◆ RECORDS:
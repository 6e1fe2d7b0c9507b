//! CLI command implementations

pub mod build;
pub mod generate;
pub mod list;
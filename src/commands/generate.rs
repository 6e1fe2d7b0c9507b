//! Generate the static site

use anyhow::Result;

use crate::generator::Generator;
use crate::Folio;

pub fn run(folio: &Folio) -> Result<()> {
    let start = std::time::Instant::now();

    let stats = Generator::new(folio).generate()?;

    tracing::info!(
        "Generated {} pages ({} posts, {} tags, {} assets) in {:?}",
        stats.pages,
        stats.posts,
        stats.tags,
        stats.assets,
        start.elapsed()
    );
    println!(
        "Generated {} pages into {}",
        stats.pages,
        folio.out_dir.display()
    );

    Ok(())
}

◆ WHAT YOU HAVE TO DO:
Look above for the line containing "filename src/commands/generate.rs"; reproduce it and every line after it through the end of the material, exactly, and nothing else.

◆ TASK RESULT:
filename src/commands/generate.rs
repository 6e1fe2d7b0c9507b
//! Generate the static site

use anyhow::Result;

use crate::generator::Generator;
use crate::Folio;

pub fn run(folio: &Folio) -> Result<()> {
    let start = std::time::Instant::now();

    let stats = Generator::new(folio).generate()?;

    tracing::info!(
        "Generated {} pages ({} posts, {} tags, {} assets) in {:?}",
        stats.pages,
        stats.posts,
        stats.tags,
        stats.assets,
        start.elapsed()
    );
    println!(
        "Generated {} pages into {}",
        stats.pages,
        folio.out_dir.display()
    );

    Ok(())
}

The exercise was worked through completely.